[Work order]:
Please copy, exactly as they appear below, the lines from the one containing "use tracing::info;" through the one containing "pub fn save(&self, path: &Path)".
---------------
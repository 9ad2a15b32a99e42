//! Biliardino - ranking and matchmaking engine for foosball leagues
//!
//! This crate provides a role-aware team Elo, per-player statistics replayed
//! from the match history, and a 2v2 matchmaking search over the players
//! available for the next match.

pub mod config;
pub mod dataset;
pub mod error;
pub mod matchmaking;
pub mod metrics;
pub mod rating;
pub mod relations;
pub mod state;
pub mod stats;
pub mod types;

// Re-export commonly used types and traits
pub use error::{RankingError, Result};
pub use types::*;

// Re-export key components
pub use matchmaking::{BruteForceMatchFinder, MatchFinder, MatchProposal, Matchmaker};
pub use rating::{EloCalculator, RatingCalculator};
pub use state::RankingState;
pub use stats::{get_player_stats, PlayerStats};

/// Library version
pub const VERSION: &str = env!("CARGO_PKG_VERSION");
---------------
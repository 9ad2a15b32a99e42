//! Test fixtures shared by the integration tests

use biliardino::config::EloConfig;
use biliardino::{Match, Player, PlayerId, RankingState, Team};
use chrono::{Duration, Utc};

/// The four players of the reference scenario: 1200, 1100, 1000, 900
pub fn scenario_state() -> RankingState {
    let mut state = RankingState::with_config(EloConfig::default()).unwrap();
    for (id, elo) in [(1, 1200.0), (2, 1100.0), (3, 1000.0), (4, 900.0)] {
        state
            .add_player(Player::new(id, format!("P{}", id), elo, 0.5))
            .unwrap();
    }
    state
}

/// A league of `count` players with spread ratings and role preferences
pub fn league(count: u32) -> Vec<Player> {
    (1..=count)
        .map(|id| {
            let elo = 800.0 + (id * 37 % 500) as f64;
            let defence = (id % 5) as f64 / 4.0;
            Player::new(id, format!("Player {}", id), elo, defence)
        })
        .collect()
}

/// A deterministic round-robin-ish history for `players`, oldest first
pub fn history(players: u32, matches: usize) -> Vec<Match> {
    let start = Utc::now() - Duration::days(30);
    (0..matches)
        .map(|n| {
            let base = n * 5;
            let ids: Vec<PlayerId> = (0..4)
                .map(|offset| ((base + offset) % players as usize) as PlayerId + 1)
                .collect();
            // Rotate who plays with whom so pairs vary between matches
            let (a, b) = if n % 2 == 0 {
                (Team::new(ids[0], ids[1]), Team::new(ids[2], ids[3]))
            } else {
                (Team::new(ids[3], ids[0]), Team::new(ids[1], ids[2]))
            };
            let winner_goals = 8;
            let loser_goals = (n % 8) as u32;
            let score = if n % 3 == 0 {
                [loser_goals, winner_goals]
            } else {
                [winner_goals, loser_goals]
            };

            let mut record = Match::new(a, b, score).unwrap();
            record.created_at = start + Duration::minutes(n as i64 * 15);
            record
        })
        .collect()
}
---------------
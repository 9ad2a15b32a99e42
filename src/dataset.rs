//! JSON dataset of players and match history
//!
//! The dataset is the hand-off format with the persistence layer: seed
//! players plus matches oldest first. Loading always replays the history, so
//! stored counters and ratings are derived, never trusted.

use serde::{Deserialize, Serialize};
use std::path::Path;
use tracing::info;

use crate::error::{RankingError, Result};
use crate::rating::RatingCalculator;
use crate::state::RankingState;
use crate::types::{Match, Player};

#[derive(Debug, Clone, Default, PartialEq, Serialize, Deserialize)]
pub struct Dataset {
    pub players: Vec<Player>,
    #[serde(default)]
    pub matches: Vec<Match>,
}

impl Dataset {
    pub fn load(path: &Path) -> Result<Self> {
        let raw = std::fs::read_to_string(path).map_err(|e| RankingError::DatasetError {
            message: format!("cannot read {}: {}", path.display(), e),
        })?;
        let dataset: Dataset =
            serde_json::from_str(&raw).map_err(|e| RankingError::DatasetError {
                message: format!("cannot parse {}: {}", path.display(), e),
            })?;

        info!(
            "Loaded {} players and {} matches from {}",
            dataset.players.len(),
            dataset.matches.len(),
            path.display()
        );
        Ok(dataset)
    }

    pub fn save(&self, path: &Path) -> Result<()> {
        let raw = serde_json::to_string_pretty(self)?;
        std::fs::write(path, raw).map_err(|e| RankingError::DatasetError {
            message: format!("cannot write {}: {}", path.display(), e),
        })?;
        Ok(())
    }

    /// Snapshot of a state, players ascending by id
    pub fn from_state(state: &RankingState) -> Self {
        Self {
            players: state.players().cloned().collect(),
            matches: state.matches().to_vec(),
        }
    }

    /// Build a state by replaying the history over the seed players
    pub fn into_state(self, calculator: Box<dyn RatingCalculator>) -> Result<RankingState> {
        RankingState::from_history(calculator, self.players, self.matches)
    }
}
---------------
[Answer to the problem]:
use tracing::info;

use crate::error::{RankingError, Result};
use crate::rating::RatingCalculator;
use crate::state::RankingState;
use crate::types::{Match, Player};

#[derive(Debug, Clone, Default, PartialEq, Serialize, Deserialize)]
pub struct Dataset {
    pub players: Vec<Player>,
    #[serde(default)]
    pub matches: Vec<Match>,
}

impl Dataset {
    pub fn load(path: &Path) -> Result<Self> {
        let raw = std::fs::read_to_string(path).map_err(|e| RankingError::DatasetError {
            message: format!("cannot read {}: {}", path.display(), e),
        })?;
        let dataset: Dataset =
            serde_json::from_str(&raw).map_err(|e| RankingError::DatasetError {
                message: format!("cannot parse {}: {}", path.display(), e),
            })?;

        info!(
            "Loaded {} players and {} matches from {}",
            dataset.players.len(),
            dataset.matches.len(),
            path.display()
        );
        Ok(dataset)
    }

    pub fn save(&self, path: &Path) -> Result<()> {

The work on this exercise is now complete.